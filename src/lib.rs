//! Async client for the DMP analysis service—configuration resolution, a coalescing
//! bearer-token cache, a retrying HTTP helper, and typed submission/feedback APIs.

#![deny(clippy::all, missing_docs, unused_crate_dependencies)]

pub mod api;
pub mod auth;
pub mod client;
pub mod config;
pub mod error;
pub mod feedback;
pub mod http;
pub mod obs;
pub mod retry;

mod _prelude {
	pub use std::{
		collections::BTreeMap,
		error::Error as StdError,
		fmt::{Debug, Display, Formatter, Result as FmtResult},
		future::Future,
		sync::Arc,
		time::Duration as StdDuration,
	};

	pub use parking_lot::Mutex;
	pub use reqwest::Client as ReqwestClient;
	pub use serde::{Deserialize, Serialize};
	pub use thiserror::Error as ThisError;
	pub use time::{Duration, OffsetDateTime};
	pub use url::Url;

	pub use crate::error::{Error, Result};
}

pub use reqwest;
pub use url;
#[cfg(test)] use httpmock as _;
// self
use crate::obs::{RequestKind, RequestOutcome};

/// Records a request outcome via the global metrics recorder (when enabled).
pub fn record_request_outcome(kind: RequestKind, outcome: RequestOutcome) {
	#[cfg(feature = "metrics")]
	{
		metrics::counter!(
			"dmp_client_request_total",
			"request" => kind.as_str(),
			"outcome" => outcome.as_str()
		)
		.increment(1);
	}

	#[cfg(not(feature = "metrics"))]
	{
		let _ = (kind, outcome);
	}
}

#[cfg(test)]
mod tests {
	// self
	use super::*;

	#[test]
	fn record_request_outcome_noop_without_metrics() {
		record_request_outcome(RequestKind::Health, RequestOutcome::Failure);
	}
}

_Problem to solve_. All of the material above needs to be retyped word for word.

_Task result_.
filename src/lib.rs
//! Async client for the DMP analysis service—configuration resolution, a coalescing
//! bearer-token cache, a retrying HTTP helper, and typed submission/feedback APIs.

#![deny(clippy::all, missing_docs, unused_crate_dependencies)]

pub mod api;
pub mod auth;
pub mod client;
pub mod config;
pub mod error;
pub mod feedback;
pub mod http;
pub mod obs;
pub mod retry;

mod _prelude {
	pub use std::{
		collections::BTreeMap,
		error::Error as StdError,
		fmt::{Debug, Display, Formatter, Result as FmtResult},
		future::Future,
		sync::Arc,
		time::Duration as StdDuration,
	};

	pub use parking_lot::Mutex;
	pub use reqwest::Client as ReqwestClient;
	pub use serde::{Deserialize, Serialize};
	pub use thiserror::Error as ThisError;
	pub use time::{Duration, OffsetDateTime};
	pub use url::Url;

	pub use crate::error::{Error, Result};
}

pub use reqwest;
pub use url;
#[cfg(test)] use httpmock as _;
// self
use crate::obs::{RequestKind, RequestOutcome};

/// Records a request outcome via the global metrics recorder (when enabled).
pub fn record_request_outcome(kind: RequestKind, outcome: RequestOutcome) {
	#[cfg(feature = "metrics")]
	{
		metrics::counter!(
			"dmp_client_request_total",
			"request" => kind.as_str(),
			"outcome" => outcome.as_str()
		)
		.increment(1);
	}

	#[cfg(not(feature = "metrics"))]
	{
		let _ = (kind, outcome);
	}
}

#[cfg(test)]
mod tests {
	// self
	use super::*;

	#[test]
	fn record_request_outcome_noop_without_metrics() {
		record_request_outcome(RequestKind::Health, RequestOutcome::Failure);
	}
}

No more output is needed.